One of the things I have discovered as an adult, is that Asparagus is much better the less it is cooked. Particularly if you are not fond of it because of the strong taste, that seems to develop the more that it is cooked. This is my method of cooking and serving Asparagus, even my husband and son who aren't normally fond of Asparagus like. It's so simple, it's almost silly to post. I admit that I don't even make the "dressing" for it. "Wish-Bone" brand (salad dressings) makes several really good vinaigrettes. Also, the Ken's Steakhouse brand raspberry/walnut vinaigrette is exceptional, especially on this asparagus or on slightly cooked or raw broccoli. I particularly like the Raspberry-Hazelnut vinaigrette dressing for this, although they also have a cranberry-walnut that is good too. Cooking your Asparagus should be the last thing you do in preparing your meal, as you don't want it to set too long. Also, unlike many Asparagus recipes, it is much lower in fat since there is no oil added, (other than the vinaigrette), like with the roasted versions. The key here it to barely cook it, only until bright green! This recipe seems to really allow the bright Asparagus flavor to shine through, very clean and simple.

Provided by Yrhaven aka Condime

Categories     Vegetable

Time 10m

Yield 2-3 serving(s)

Number Of Ingredients 3

1 lb fresh asparagus
1/4-1/2 cup of wish-bone's raspberry hazelnut vinaigrette
1/4-1/2 cup water (approximate)

Steps:

  • Rinse Asparagus in cool water (not the measured amount above).
  • Break off ends, where they break.
  • I use a vegetable steamer basket (http://fantes.com/images/6096steamers.jpg to view one, if you don't know what they are).
  • Put water, in a medium sized sauce pan that you have a lid to fit.
  • Place steamer in pan, depending on your pan size, only add enough water to just reach the bottom of the steamer basket.
  • If you don't have a steamer basket, steam these however you normally do.
  • For my size pan, I break the Asparagus in half and lay it evenly in basket.
  • Cover with lid.
  • Cook over medium heat, Only until Asparagus has just turned a bright green (3-5 minutes).
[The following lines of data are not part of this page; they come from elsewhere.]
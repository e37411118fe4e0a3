//! Double-buffered occupancy grid
//!
//! Every write during a tick, moves and hand-offs alike, is staged into the
//! next-state buffer while the current-state buffer stays frozen; `commit`
//! promotes one into the other. A cell counts as empty only when it is free
//! in both buffers, so a cell vacated or claimed this tick cannot be reused
//! before the next commit.

use std::collections::VecDeque;

use super::types::{GridPos, EMPTY};

#[derive(Debug, Clone)]
pub struct OccupancyGrid {
    rows: usize,
    cols: usize,
    current: Vec<u32>,
    next: Vec<u32>,
    /// Cells that can never be occupied
    blocked: Vec<bool>,
    history: VecDeque<Vec<u32>>,
    history_limit: usize,
}

impl OccupancyGrid {
    pub fn new(rows: usize, cols: usize, history_limit: usize) -> Self {
        let size = rows * cols;
        Self {
            rows,
            cols,
            current: vec![EMPTY; size],
            next: vec![EMPTY; size],
            blocked: vec![false; size],
            history: VecDeque::with_capacity(history_limit),
            history_limit,
        }
    }

    pub fn rows(&self) -> usize {
        self.rows
    }

    pub fn cols(&self) -> usize {
        self.cols
    }

    pub fn cell_count(&self) -> usize {
        self.rows * self.cols
    }

    /// Cells that are not permanently blocked
    pub fn drivable_cells(&self) -> usize {
        self.blocked.iter().filter(|b| !**b).count()
    }

    fn index(&self, pos: GridPos) -> Option<usize> {
        if pos.row < 0 || pos.col < 0 {
            return None;
        }
        let (row, col) = (pos.row as usize, pos.col as usize);
        if row >= self.rows || col >= self.cols {
            return None;
        }
        Some(row * self.cols + col)
    }

    pub fn contains(&self, pos: GridPos) -> bool {
        self.index(pos).is_some()
    }

    /// Marks a cell as permanently impassable
    pub fn block(&mut self, pos: GridPos) {
        if let Some(i) = self.index(pos) {
            self.blocked[i] = true;
        }
    }

    pub fn is_blocked(&self, pos: GridPos) -> bool {
        self.index(pos).is_some_and(|i| self.blocked[i])
    }

    /// A cell is empty when it is inside the grid, not blocked, and free in both buffers
    pub fn is_empty(&self, pos: GridPos) -> bool {
        match self.index(pos) {
            Some(i) => !self.blocked[i] && self.current[i] == EMPTY && self.next[i] == EMPTY,
            None => false,
        }
    }

    /// Staged (next-state) value of a cell
    pub fn staged(&self, pos: GridPos) -> Option<u32> {
        self.index(pos).map(|i| self.next[i])
    }

    /// Committed (current-state) value of a cell
    pub fn value(&self, pos: GridPos) -> Option<u32> {
        self.index(pos).map(|i| self.current[i])
    }

    /// Writes into the next-state buffer only
    pub fn stage(&mut self, pos: GridPos, value: u32) {
        if let Some(i) = self.index(pos) {
            self.next[i] = value;
        }
    }

    /// Promotes next-state to current-state
    ///
    /// Returns the number of cells that changed since the previous commit,
    /// hand-ins and hand-outs included.
    pub fn commit(&mut self) -> usize {
        if self.history_limit > 0 {
            if self.history.len() == self.history_limit {
                self.history.pop_front();
            }
            self.history.push_back(self.current.clone());
        }

        let changed = self
            .next
            .iter()
            .zip(&self.current)
            .filter(|(now, before)| now != before)
            .count();

        self.current.copy_from_slice(&self.next);
        changed
    }

    /// Number of cells holding a vehicle in the committed buffer
    pub fn occupied(&self) -> usize {
        self.current.iter().filter(|v| **v != EMPTY).count()
    }

    /// Whether both buffers agree, true right after a commit
    pub fn is_settled(&self) -> bool {
        self.current == self.next
    }

    /// Row-major committed cells
    pub fn cells(&self) -> &[u32] {
        &self.current
    }

    /// Up to `depth` past grids followed by the current one, oldest first
    pub fn history(&self, depth: usize) -> Vec<Vec<u32>> {
        let skip = self.history.len().saturating_sub(depth);
        self.history
            .iter()
            .skip(skip)
            .cloned()
            .chain(std::iter::once(self.current.clone()))
            .collect()
    }
}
It will quickly turn from bright to olive green, it you're not paying attention.
  • Immediately remove from heat, drain off all but a few tablespoons of the hot water.
  • Remove basket and immediately submerge in a cool ice bath, or run cold water over the top, to stop the cooking.
  • Return the basket with the Asparagus to the pan, cover with lid, this step takes it back to warm, (instead of cold from the rinse) without cooking it.
  • Do Not cook anymore, just finish cooking and plating the rest of your meal.
  • Serve the Asparagus, drizzle the desired amount over the top, it should really not be swimming in the dressing though.
  • Enjoy something easy and basic for a change!
  • This is especially nice with seafood and chicken, or anything really.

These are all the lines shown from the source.